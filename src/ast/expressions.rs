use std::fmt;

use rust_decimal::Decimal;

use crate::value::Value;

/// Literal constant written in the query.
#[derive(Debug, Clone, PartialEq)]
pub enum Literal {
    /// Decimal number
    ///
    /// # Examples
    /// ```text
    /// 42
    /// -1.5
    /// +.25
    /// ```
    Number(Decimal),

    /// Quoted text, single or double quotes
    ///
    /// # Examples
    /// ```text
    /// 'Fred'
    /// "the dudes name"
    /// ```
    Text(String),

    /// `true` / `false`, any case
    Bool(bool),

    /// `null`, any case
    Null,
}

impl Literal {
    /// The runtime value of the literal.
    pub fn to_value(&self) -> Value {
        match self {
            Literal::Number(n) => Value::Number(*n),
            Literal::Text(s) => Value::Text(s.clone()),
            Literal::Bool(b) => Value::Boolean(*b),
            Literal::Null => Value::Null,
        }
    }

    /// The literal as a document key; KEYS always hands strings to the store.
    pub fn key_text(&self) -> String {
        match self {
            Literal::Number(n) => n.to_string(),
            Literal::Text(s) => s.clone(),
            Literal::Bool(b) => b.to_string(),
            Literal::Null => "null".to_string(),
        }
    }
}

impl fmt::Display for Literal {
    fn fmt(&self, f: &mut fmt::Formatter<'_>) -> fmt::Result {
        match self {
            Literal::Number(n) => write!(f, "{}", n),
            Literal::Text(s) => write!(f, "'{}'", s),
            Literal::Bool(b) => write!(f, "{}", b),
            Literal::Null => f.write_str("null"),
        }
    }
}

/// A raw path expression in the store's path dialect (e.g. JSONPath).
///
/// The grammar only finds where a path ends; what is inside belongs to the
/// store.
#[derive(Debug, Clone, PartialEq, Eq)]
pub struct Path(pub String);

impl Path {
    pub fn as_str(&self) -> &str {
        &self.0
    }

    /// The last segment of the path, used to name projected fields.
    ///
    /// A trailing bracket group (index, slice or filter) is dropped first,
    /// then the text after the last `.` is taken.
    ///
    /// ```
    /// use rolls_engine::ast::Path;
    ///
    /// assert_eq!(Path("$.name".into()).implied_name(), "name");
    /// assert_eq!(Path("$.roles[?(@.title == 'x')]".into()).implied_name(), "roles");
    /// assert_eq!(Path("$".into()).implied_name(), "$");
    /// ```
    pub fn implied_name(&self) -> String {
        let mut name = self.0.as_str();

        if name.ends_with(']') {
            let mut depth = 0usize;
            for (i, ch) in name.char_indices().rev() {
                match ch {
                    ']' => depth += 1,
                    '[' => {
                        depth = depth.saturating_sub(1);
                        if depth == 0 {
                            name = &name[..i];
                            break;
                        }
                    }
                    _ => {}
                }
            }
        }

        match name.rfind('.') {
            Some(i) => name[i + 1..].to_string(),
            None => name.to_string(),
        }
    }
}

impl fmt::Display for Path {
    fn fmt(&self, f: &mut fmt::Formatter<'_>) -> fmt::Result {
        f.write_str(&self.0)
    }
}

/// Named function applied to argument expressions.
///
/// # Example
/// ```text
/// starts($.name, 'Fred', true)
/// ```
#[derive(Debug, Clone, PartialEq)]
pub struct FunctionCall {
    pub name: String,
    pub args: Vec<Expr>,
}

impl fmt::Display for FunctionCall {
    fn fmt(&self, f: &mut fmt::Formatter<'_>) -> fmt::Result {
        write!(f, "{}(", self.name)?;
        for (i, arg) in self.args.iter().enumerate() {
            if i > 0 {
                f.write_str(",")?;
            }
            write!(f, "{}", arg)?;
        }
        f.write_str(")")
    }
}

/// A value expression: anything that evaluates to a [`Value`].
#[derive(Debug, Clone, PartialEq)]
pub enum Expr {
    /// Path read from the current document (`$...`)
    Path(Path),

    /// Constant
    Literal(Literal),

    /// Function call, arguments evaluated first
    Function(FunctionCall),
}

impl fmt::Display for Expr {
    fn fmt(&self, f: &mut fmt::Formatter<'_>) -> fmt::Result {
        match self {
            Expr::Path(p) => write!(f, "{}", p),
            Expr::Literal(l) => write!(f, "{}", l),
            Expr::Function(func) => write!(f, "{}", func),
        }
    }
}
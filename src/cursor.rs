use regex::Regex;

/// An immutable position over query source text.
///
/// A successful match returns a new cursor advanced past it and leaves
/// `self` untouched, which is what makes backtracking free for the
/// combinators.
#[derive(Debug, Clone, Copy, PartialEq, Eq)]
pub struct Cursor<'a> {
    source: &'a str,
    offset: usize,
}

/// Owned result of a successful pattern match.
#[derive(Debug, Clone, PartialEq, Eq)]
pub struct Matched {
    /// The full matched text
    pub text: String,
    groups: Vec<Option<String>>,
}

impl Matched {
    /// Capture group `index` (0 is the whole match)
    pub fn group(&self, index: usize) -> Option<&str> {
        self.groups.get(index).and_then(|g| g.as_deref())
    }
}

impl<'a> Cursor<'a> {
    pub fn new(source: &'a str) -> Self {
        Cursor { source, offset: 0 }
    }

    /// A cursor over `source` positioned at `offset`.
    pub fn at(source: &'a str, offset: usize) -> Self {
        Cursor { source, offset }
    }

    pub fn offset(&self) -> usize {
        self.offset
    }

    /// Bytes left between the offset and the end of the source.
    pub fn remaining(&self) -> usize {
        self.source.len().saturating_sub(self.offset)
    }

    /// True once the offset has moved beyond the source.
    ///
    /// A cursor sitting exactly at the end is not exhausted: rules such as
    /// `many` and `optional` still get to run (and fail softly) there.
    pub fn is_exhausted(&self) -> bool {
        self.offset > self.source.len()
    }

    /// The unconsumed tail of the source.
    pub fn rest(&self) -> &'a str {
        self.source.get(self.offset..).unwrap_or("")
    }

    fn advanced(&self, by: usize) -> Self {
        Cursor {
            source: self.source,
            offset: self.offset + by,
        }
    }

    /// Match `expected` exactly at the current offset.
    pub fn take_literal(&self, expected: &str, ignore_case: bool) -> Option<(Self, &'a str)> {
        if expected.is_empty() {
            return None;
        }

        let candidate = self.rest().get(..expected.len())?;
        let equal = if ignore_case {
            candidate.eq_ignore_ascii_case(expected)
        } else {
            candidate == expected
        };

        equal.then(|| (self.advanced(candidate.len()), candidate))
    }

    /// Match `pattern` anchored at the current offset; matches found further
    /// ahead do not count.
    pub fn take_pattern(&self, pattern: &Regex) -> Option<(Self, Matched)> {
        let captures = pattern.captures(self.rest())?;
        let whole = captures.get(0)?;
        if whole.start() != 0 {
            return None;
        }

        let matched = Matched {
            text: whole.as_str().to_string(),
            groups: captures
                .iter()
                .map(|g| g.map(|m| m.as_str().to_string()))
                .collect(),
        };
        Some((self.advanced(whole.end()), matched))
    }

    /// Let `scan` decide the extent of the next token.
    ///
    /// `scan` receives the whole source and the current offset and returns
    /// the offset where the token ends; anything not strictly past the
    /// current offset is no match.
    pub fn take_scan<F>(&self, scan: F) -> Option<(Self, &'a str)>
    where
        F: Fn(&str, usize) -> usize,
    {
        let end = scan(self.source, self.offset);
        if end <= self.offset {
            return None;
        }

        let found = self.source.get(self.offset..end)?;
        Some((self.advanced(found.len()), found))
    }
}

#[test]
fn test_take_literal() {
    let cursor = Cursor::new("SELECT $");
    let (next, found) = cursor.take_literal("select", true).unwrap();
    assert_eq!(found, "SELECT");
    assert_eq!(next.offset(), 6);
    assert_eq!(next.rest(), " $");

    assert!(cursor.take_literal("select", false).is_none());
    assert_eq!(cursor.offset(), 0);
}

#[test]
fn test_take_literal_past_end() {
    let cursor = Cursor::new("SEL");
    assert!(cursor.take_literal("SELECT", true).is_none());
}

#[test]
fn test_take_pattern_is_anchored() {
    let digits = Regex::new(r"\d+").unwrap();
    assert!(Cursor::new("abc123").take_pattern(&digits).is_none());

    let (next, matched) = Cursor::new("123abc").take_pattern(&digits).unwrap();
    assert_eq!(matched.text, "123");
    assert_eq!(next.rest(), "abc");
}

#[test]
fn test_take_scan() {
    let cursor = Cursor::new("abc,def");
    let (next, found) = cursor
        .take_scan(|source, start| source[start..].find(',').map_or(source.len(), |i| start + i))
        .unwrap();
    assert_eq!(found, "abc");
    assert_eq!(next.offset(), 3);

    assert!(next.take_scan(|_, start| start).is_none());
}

▸ EXERCISE BRIEF
Go through the records above and copy every line holding the word "first".

▸ ANSWER SECTION
    /// A trailing bracket group (index, slice or filter) is dropped first,
    /// Function call, arguments evaluated first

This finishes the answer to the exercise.